The Name Servers of a domain name point out the DNS servers that handle its DNS records. The Internet protocol address of the web site (A record), the mail server that handles the emails for a domain (MX records), any text record in free form (TXT record), forwarding (CNAME record) etc are extracted from the DNS servers of the hosting provider and for any Internet domain to be using them and to be pointed to their hosting platform, it has to have their name servers, or NS records. If you wish to open a site, for instance, and you type in the URL, the Internet browser connects to a DNS server, which keeps the NS records for the domain and the request is then forwarded to the DNS servers of the hosting provider where the A record of the web site is obtained, so that you can look at the content from the right location. Commonly a domain address has 2 name servers that start with NS or DNS as a prefix and the contrast between the two is simply visual.

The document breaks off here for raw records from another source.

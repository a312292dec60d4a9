//! Trace data types for rejection-sampled agent episodes.
//!
//! This module defines the records produced while driving a research agent
//! over a dataset: the [`Item`] being answered, each [`Attempt`] at it with
//! its recorded [`TraceStep`]s, and the per-item [`IterationEntry`] rows
//! that make up one pass of the scheduler ([`IterationRecord`]).

use chrono::{DateTime, Utc};
use serde::{Deserialize, Serialize};
use std::fmt;

/// Lifecycle status of an item inside one scheduler pass.
#[derive(Debug, Clone, Copy, PartialEq, Eq, Hash, Serialize, Deserialize)]
#[serde(rename_all = "snake_case")]
pub enum ItemStatus {
    /// No attempt has been dispatched yet.
    Pending,
    /// At least one attempt was made and the item is not terminal.
    InProgress,
    /// An attempt met the acceptance threshold.
    Accepted,
    /// The final attempt was scored below the threshold.
    Rejected,
    /// The final attempt ended in an error.
    Exhausted,
}

impl ItemStatus {
    /// Returns true for `accepted`, `rejected` and `exhausted`.
    pub fn is_terminal(&self) -> bool {
        matches!(
            self,
            ItemStatus::Accepted | ItemStatus::Rejected | ItemStatus::Exhausted
        )
    }

    /// Stable lowercase name, used for logs and metric labels.
    pub fn as_str(&self) -> &'static str {
        match self {
            ItemStatus::Pending => "pending",
            ItemStatus::InProgress => "in_progress",
            ItemStatus::Accepted => "accepted",
            ItemStatus::Rejected => "rejected",
            ItemStatus::Exhausted => "exhausted",
        }
    }
}

impl fmt::Display for ItemStatus {
    fn fmt(&self, f: &mut fmt::Formatter<'_>) -> fmt::Result {
        f.write_str(self.as_str())
    }
}

/// One question to be answered by the agent.
#[derive(Debug, Clone, PartialEq, Serialize, Deserialize)]
pub struct Item {
    /// Stable identifier, unique within the dataset.
    pub id: String,
    /// Position of the item in the full (unsharded) dataset.
    pub index: usize,
    /// The question or prompt given to the agent.
    pub question: String,
    /// Reference answer used for verification.
    pub ground_truth: Option<String>,
    /// Current status; owned by the scheduler that holds the item.
    #[serde(default = "default_status")]
    pub status: ItemStatus,
}

fn default_status() -> ItemStatus {
    ItemStatus::Pending
}

impl Item {
    /// Creates a pending item.
    pub fn new(
        id: impl Into<String>,
        index: usize,
        question: impl Into<String>,
        ground_truth: Option<String>,
    ) -> Self {
        Self {
            id: id.into(),
            index,
            question: question.into(),
            ground_truth,
            status: ItemStatus::Pending,
        }
    }
}

/// How a single attempt ended.
#[derive(Debug, Clone, Copy, PartialEq, Eq, Hash, Serialize, Deserialize)]
#[serde(rename_all = "snake_case")]
pub enum AttemptOutcome {
    /// Scored at or above the acceptance threshold.
    Success,
    /// Scored below the acceptance threshold.
    Failure,
    /// The agent loop or the verifier failed; no usable score.
    Error,
}

impl AttemptOutcome {
    pub fn as_str(&self) -> &'static str {
        match self {
            AttemptOutcome::Success => "success",
            AttemptOutcome::Failure => "failure",
            AttemptOutcome::Error => "error",
        }
    }
}

impl fmt::Display for AttemptOutcome {
    fn fmt(&self, f: &mut fmt::Formatter<'_>) -> fmt::Result {
        f.write_str(self.as_str())
    }
}

/// One entry in an episode trace.
#[derive(Debug, Clone, PartialEq, Serialize, Deserialize)]
#[serde(tag = "kind", rename_all = "snake_case")]
pub enum TraceStep {
    /// Raw text produced by the agent on one turn.
    AgentOutput { turn: u32, text: String },
    /// A tool invocation and what came back.
    ToolCall {
        turn: u32,
        tool: String,
        arguments: serde_json::Value,
        #[serde(default, skip_serializing_if = "Option::is_none")]
        output: Option<serde_json::Value>,
        #[serde(default, skip_serializing_if = "Option::is_none")]
        error: Option<String>,
        /// Whether the output was served from the tool cache.
        #[serde(default)]
        cached: bool,
    },
    /// The answer the agent committed to.
    FinalAnswer { turn: u32, answer: String },
}

/// One execution of an item through the agent and the verifier.
///
/// Immutable once recorded in the attempt log.
#[derive(Debug, Clone, PartialEq, Serialize, Deserialize)]
pub struct Attempt {
    pub item_id: String,
    /// 1-based, contiguous per item.
    pub attempt_number: u32,
    pub answer: Option<String>,
    pub score: Option<f64>,
    pub outcome: AttemptOutcome,
    #[serde(default, skip_serializing_if = "Option::is_none")]
    pub error: Option<String>,
    pub trace: Vec<TraceStep>,
    #[serde(default)]
    pub tool_calls: u32,
    #[serde(default)]
    pub failed_tool_calls: u32,
    #[serde(default)]
    pub cache_hits: u32,
    pub started_at: DateTime<Utc>,
    pub finished_at: DateTime<Utc>,
    pub elapsed_ms: u64,
}

impl Attempt {
    /// Builds an `error` attempt with an empty trace.
    pub fn error(item_id: impl Into<String>, attempt_number: u32, message: impl Into<String>) -> Self {
        let now = Utc::now();
        Self {
            item_id: item_id.into(),
            attempt_number,
            answer: None,
            score: None,
            outcome: AttemptOutcome::Error,
            error: Some(message.into()),
            trace: Vec::new(),
            tool_calls: 0,
            failed_tool_calls: 0,
            cache_hits: 0,
            started_at: now,
            finished_at: now,
            elapsed_ms: 0,
        }
    }
}

/// One item's row in an iteration: its terminal status and terminal attempt.
#[derive(Debug, Clone, PartialEq, Serialize, Deserialize)]
pub struct IterationEntry {
    pub item_id: String,
    pub index: usize,
    pub question: String,
    pub ground_truth: Option<String>,
    pub status: ItemStatus,
    /// Number of attempts made for the item in this iteration.
    pub attempts: u32,
    /// The attempt that decided the status, if any was made.
    pub attempt: Option<Attempt>,
}

impl IterationEntry {
    pub fn from_item(item: &Item, status: ItemStatus, attempts: u32, attempt: Option<Attempt>) -> Self {
        Self {
            item_id: item.id.clone(),
            index: item.index,
            question: item.question.clone(),
            ground_truth: item.ground_truth.clone(),
            status,
            attempts,
            attempt,
        }
    }
}

/// One scheduler pass over a dataset (or a subset of it).
#[derive(Debug, Clone, PartialEq, Serialize, Deserialize)]
pub struct IterationRecord {
    pub dataset: String,
    pub iteration: u32,
    pub entries: Vec<IterationEntry>,
}

impl IterationRecord {
    pub fn new(dataset: impl Into<String>, iteration: u32) -> Self {
        Self {
            dataset: dataset.into(),
            iteration,
            entries: Vec::new(),
        }
    }

    pub fn count(&self, status: ItemStatus) -> usize {
        self.entries.iter().filter(|e| e.status == status).count()
    }
}

/// Persisted result of one completed batch.
#[derive(Debug, Clone, PartialEq, Serialize, Deserialize)]
pub struct BatchSnapshot {
    pub batch_index: usize,
    pub written_at: DateTime<Utc>,
    pub entries: Vec<IterationEntry>,
}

NS Records in Shared Hosting
When you use a Linux shared hosting package from our us and you register a new domain address within the account or transfer an existing one from another company, you will be able to control its NS records effortlessly using the Hepsia website hosting CP, which comes with all shared accounts. You are able to change the current name servers or enter additional ones for a single domain or even for many domains at a time with several mouse clicks. This is done through the feature-rich Domain Manager tool which is a part of Hepsia and the user-friendly interface will make it simple to handle your domain address even if it's the first one you have ever registered. It requires simply a click to see what name servers a domain uses at the moment or if they're the correct ones to direct a domain name to the hosting space on our end and with a few clicks more you will even be able to register private name servers for any one of the domains that you own. For the latter option you can use the IP addresses of every provider that you'd like the new NS records to forward to.